As we know from Rey et al. (2023), Fisher Jenks is an optimimal classifier that prioritizes homogeneity within each class. Thus for the same value of k, Jenks should always have a better “fit” score than Quantiles. For example the ‘absolute deviation from class mean’ (ADCM) should always be lower for the jenks classifier, and the ‘goodness of absolute deviation of fit’ (GADF) should always be higher.

Code
fj10.adcm
37204900.0
Code
fj10.gadf
0.8481319216904772
Code
q10.adcm
43187300.0
Code
q10.gadf
0.8237121384985082
Code
fj10.adcm < q10.adcm
True
Code
fj10.gadf > q10.gadf
True

In some cases, existing classification schemes just are not adequate, for example if you want to show distinctions between critical cutoff values or generate breaks with nicely rounded numbers that resonate more clearly with an audience. In those cases, it is simple to create a classifier using manually-specified breaks

Code
bins = [100000, 500000, 1000000, 1500000]
Code
ud4 = mc.UserDefined(hv, bins=bins)
ud4
UserDefined

        Interval           Count
--------------------------------
[  93900.00,  100000.00] |     1
( 100000.00,  500000.00] |   869
( 500000.00, 1000000.00] |   513
(1000000.00, 1500000.00] |    54
(1500000.00, 1938800.00] |     5
Code
# ignore user-defined
f, ax = plt.subplots(5, 3, figsize=(10, 18))
ax = ax.flatten()

for i, classifier in enumerate(mc.classifiers.CLASSIFIERS[:14]):

    gdf.plot(
        column="median_home_value",
        scheme=classifier,
        ax=ax[i],
        alpha=0.6,
        legend=False,
        missing_kwds=missing_kwds,
    )

    cx.add_basemap(ax[i], source=cx.providers.CartoDB.Positron, attribution="")
    ax[i].set_title(classifier)
    ax[i].set_axis_off()
ax[14].remove()

Using the Tuftian principle of small multiples (Tufte, 1983), we can also look at the intra-county variation in home prices by plotting each map independently but presenting them all together.
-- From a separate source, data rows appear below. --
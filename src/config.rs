// src/config.rs
use crate::args::Args;
use crate::options::OutputFormat;
use std::path::PathBuf;

/// Settings for a single run, resolved from the command line.
#[derive(Debug, Clone, PartialEq, Eq)]
pub struct Config {
    pub directory: PathBuf,
    pub include_hidden: bool,
    pub verbose: bool,
    pub format: OutputFormat,
}

impl Default for Config {
    fn default() -> Self {
        Self {
            directory: PathBuf::from("."),
            include_hidden: false,
            verbose: false,
            format: OutputFormat::default(),
        }
    }
}

impl From<Args> for Config {
    fn from(args: Args) -> Self {
        // Last positional wins
        let directory = args
            .paths
            .into_iter()
            .next_back()
            .unwrap_or_else(|| PathBuf::from("."));

        Self {
            directory,
            include_hidden: args.include_hidden,
            verbose: args.verbose,
            format: args.format,
        }
    }
}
First, we create a list of county FIPS codes, which are the first five characters of the geoid field.

Code
county_list = set([geoid[:5] for geoid in gdf.geoid])
Code
len(county_list)
25

Then we need to know how many counties we need to plot so we can create enough axes. With 25 different counties we can create a nice \(5\times5\) square, so those are the dimensions passed off to matplotlib. Then, we iterate through the set of counties and plot each to its respective axes (and set the title appropriately).

Code
f, ax = plt.subplots(5, 5, figsize=(16, 18))
ax = ax.flatten()
for i, county in enumerate(sorted(county_list)):
    cgdf = gdf[gdf["geoid"].str.match(f"^{county}")]
    cgdf.plot(
        column="median_home_value",
        scheme="quantiles",
        ax=ax[i],
        edgecolor="none",
        legend=False,
        cmap="YlOrBr",
        alpha=0.4,
        missing_kwds=missing_kwds,
    )
    cx.add_basemap(ax[i], source=cx.providers.CartoDB.Positron, attribution="")
    ax[i].set_title(county)
    ax[i].set_axis_off()
plt.suptitle("Median Home Values by County\n", fontsize=24)
plt.tight_layout()

Here, each subpanel is independent, so the color scheme is relative to the county itself rather than the MSA as a whole; this gives us a sense for how home values vary within each county (rather than being washed out by inter-county variation). As a person from the D.C. region, I have to admit that I have a different impression of this figure now that it has been produced. Technically there is only one ‘county or county equivalent’ in Washington D.C. (11001) so it shows up in the first row, first column. And D.C. is tiny, about the same size as many counties in its metropolitan region, so it would be an easy thing to overlook. But in the D.C. metro, equating the District with a county would be wildly disrespectful… D.C. has all the powers of a state except representation (and self-determination), so in respect, we treat it as a state until it achieves statehood. Apologies for the title.

3.2.2 Colormaps

Choosing a colormap for shading a choropleth map is a science unto itself (Brewer, 1997, 2003; Harrower & Brewer, 2003).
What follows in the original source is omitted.